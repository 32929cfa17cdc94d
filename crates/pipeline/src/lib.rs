//! Speech provider adapters
//!
//! Implements the core speech traits against HTTP providers:
//! - [`HttpSynthesizer`]: text → carrier-encoded audio, one request per line
//! - [`HttpTranscriber`]: buffers inbound frames into chunks and posts each
//!   chunk for recognition, yielding `{transcript, is_final}` events

pub mod stt;
pub mod tts;

pub use stt::{ChunkBuffer, HttpTranscriber};
pub use tts::HttpSynthesizer;

use thiserror::Error;
use voice_intake_core::Error as CoreError;

/// Pipeline errors
#[derive(Error, Debug)]
pub enum PipelineError {
    #[error("HTTP error: {0}")]
    Http(#[from] reqwest::Error),

    #[error("Provider returned status {status}: {body}")]
    Status { status: u16, body: String },

    #[error("Invalid provider response: {0}")]
    InvalidResponse(String),

    #[error("Provider timed out")]
    Timeout,

    #[error("Client setup failed: {0}")]
    Setup(String),
}

impl PipelineError {
    /// Map into the shared taxonomy. Timeouts and non-2xx responses stay
    /// transient so callers retry them.
    pub fn into_core(self, provider: &'static str) -> CoreError {
        match self {
            PipelineError::Timeout => CoreError::Timeout(provider),
            PipelineError::Http(e) if e.is_timeout() => CoreError::Timeout(provider),
            PipelineError::Setup(message) => CoreError::Config(message),
            other => CoreError::provider(provider, other.to_string()),
        }
    }
}

/// Build the shared HTTP client for a provider
pub(crate) fn http_client(timeout_ms: u64) -> Result<reqwest::Client, PipelineError> {
    reqwest::Client::builder()
        .timeout(std::time::Duration::from_millis(timeout_ms))
        .build()
        .map_err(|e| PipelineError::Setup(format!("Failed to create HTTP client: {}", e)))
}

/// Turn a non-2xx response into [`PipelineError::Status`]
pub(crate) async fn check_status(
    response: reqwest::Response,
) -> Result<reqwest::Response, PipelineError> {
    let status = response.status();
    if status.is_success() {
        return Ok(response);
    }
    let body = response.text().await.unwrap_or_default();
    Err(PipelineError::Status {
        status: status.as_u16(),
        body: body.chars().take(200).collect(),
    })
}

#[cfg(test)]
mod tests {
    use super::*;

    #[test]
    fn test_error_mapping() {
        assert!(matches!(
            PipelineError::Timeout.into_core("synthesis"),
            CoreError::Timeout("synthesis")
        ));

        let status = PipelineError::Status {
            status: 503,
            body: "busy".to_string(),
        }
        .into_core("synthesis");
        assert!(status.is_transient());
        assert!(status.to_string().contains("503"));

        let setup = PipelineError::Setup("bad tls".to_string()).into_core("transcription");
        assert!(!setup.is_transient());
    }
}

▶ _Exercise objective_
Look through the data and show every line containing "Result".

▶ _Exercise solution_
pub(crate) fn http_client(timeout_ms: u64) -> Result<reqwest::Client, PipelineError> {
) -> Result<reqwest::Response, PipelineError> {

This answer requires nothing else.